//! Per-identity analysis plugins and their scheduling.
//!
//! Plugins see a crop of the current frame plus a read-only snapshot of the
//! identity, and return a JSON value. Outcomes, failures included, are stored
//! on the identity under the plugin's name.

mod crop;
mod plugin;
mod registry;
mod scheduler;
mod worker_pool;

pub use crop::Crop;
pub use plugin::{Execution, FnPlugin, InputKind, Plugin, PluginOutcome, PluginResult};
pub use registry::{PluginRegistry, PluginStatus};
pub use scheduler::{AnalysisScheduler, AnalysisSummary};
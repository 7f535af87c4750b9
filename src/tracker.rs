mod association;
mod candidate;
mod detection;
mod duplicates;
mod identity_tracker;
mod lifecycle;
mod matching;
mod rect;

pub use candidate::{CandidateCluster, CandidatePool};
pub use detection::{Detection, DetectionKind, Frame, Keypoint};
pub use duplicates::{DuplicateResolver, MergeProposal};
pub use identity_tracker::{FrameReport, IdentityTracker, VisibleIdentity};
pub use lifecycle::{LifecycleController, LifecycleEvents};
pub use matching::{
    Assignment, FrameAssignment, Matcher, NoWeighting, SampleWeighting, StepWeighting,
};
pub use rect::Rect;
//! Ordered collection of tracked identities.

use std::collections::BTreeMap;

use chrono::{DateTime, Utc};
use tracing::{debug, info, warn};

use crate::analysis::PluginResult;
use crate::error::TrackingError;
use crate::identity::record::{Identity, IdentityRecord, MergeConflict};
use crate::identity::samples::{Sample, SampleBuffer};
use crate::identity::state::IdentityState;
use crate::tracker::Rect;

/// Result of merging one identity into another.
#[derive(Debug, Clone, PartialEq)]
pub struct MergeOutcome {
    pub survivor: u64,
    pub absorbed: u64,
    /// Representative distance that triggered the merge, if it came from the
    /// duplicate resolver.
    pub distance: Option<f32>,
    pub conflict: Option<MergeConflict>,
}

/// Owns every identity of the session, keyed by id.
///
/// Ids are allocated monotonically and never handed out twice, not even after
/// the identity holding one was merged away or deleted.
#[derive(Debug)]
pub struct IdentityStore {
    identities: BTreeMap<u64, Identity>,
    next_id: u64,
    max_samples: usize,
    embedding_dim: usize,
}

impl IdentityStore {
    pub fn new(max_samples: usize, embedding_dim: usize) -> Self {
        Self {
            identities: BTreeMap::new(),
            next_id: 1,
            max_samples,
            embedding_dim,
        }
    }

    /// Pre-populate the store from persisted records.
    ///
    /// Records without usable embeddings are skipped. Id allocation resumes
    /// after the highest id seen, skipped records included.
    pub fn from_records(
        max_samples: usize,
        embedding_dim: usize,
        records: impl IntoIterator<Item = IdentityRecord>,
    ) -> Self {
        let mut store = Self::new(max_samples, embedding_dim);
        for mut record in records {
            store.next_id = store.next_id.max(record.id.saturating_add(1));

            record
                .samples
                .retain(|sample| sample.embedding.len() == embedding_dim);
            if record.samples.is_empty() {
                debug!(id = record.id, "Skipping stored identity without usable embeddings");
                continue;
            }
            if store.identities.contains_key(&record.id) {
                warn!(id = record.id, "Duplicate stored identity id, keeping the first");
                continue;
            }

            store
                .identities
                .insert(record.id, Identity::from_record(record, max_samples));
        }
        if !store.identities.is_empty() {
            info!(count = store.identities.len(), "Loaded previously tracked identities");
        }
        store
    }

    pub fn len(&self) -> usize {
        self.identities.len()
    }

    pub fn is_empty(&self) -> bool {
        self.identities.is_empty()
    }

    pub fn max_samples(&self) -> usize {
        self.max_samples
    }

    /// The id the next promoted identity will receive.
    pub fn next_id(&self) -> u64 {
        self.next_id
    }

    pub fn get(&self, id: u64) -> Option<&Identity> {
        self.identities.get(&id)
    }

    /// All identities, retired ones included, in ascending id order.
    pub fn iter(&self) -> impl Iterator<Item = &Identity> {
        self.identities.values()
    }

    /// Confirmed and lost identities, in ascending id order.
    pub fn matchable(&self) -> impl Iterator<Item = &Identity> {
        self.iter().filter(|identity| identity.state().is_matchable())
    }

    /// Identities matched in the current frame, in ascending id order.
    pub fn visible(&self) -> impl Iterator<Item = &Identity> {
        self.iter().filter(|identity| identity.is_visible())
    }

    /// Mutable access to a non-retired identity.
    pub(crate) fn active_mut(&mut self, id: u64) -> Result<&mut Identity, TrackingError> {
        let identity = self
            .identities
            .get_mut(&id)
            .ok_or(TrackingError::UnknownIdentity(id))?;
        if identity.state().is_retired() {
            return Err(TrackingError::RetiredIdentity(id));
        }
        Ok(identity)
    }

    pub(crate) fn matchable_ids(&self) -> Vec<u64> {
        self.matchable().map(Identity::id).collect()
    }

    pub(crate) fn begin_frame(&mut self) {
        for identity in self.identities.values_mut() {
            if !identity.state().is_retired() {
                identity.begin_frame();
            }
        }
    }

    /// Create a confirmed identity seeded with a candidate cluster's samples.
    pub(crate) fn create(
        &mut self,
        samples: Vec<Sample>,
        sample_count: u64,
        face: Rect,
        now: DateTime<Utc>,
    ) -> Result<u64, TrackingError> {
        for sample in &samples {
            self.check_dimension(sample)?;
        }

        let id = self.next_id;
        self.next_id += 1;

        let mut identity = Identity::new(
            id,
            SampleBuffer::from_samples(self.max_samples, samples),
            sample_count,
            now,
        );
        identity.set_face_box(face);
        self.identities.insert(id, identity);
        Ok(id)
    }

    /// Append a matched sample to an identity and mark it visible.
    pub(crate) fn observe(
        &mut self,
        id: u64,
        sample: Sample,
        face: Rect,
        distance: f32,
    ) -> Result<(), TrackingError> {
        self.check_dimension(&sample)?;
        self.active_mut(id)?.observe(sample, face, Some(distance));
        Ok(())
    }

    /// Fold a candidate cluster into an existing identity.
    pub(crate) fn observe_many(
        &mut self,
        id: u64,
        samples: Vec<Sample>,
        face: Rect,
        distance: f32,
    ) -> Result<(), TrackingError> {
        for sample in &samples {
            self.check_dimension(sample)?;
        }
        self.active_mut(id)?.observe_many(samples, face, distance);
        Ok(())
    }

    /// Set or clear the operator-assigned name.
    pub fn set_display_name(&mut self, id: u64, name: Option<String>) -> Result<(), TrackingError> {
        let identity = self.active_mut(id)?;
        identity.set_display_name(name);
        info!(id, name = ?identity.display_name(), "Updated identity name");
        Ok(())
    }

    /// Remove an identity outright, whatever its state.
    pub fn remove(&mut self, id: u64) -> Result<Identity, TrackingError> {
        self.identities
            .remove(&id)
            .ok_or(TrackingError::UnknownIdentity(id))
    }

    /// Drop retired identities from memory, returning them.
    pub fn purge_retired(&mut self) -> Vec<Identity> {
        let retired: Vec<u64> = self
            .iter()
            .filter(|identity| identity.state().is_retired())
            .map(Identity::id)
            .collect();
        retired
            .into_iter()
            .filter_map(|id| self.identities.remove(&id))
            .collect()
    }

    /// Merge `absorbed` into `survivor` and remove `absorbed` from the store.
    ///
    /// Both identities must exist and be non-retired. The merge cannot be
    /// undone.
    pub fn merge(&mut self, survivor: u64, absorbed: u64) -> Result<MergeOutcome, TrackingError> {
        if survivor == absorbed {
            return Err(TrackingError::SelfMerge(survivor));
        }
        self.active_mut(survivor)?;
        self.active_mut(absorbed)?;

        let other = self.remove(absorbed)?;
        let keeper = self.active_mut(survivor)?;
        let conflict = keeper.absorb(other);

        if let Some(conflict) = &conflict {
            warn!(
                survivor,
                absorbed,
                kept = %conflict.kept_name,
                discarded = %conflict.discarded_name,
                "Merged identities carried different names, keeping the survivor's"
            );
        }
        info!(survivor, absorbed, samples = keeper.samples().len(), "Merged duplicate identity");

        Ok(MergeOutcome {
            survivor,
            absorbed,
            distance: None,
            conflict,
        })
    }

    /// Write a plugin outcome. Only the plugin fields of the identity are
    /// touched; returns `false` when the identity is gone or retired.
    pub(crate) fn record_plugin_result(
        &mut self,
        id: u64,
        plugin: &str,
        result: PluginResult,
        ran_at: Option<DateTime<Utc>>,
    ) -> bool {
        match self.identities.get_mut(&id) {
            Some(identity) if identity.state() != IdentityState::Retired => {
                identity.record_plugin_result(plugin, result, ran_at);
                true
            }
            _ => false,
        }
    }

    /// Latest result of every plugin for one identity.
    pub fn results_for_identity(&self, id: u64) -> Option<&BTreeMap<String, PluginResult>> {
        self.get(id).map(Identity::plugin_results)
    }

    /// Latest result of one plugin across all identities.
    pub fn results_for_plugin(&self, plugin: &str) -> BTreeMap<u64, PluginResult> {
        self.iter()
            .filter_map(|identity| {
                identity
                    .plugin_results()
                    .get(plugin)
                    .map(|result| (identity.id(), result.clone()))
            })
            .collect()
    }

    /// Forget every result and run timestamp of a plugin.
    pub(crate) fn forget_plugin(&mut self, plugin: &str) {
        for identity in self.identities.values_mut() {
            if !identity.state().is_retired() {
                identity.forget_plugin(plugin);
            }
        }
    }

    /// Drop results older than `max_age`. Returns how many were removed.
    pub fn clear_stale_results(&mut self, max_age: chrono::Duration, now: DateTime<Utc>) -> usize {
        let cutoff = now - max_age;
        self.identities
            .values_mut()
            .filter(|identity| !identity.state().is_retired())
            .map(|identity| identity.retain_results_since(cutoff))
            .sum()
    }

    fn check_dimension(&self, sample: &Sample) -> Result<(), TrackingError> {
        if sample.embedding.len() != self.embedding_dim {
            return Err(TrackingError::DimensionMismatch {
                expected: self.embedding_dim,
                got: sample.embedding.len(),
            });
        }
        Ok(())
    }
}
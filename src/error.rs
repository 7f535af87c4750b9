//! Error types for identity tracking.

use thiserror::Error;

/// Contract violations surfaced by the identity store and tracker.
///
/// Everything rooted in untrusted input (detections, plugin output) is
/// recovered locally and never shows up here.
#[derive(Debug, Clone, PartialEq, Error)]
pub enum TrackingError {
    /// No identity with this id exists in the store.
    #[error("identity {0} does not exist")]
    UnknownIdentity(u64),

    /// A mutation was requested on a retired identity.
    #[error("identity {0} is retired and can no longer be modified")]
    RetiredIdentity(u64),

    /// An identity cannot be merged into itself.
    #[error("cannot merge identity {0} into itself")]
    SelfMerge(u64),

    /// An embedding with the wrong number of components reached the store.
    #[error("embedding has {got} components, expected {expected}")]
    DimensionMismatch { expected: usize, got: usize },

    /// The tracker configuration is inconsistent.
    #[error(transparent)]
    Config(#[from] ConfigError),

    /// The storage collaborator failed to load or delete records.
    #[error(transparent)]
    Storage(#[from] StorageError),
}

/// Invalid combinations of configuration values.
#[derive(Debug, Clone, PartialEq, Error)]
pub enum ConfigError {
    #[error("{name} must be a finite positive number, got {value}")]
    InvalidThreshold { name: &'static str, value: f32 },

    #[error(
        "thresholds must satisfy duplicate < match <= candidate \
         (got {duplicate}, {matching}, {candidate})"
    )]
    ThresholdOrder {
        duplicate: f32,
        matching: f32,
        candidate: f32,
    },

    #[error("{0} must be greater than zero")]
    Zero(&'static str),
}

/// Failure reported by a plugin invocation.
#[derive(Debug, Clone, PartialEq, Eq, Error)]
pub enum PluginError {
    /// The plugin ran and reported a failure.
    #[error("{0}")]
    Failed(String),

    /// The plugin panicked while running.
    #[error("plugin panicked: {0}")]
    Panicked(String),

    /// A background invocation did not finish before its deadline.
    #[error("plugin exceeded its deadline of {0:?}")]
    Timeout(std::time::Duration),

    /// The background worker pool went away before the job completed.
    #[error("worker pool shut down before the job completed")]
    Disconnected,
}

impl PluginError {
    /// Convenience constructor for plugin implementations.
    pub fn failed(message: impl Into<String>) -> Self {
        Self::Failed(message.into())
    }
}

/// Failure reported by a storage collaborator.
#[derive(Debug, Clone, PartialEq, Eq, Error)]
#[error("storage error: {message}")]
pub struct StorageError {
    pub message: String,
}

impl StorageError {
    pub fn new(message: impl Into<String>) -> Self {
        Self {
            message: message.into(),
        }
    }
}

■ **Activity**:
Among the lines of the data, some may contain the string "scheduler"; report how many, and nothing more.

■ **Written reply**:
2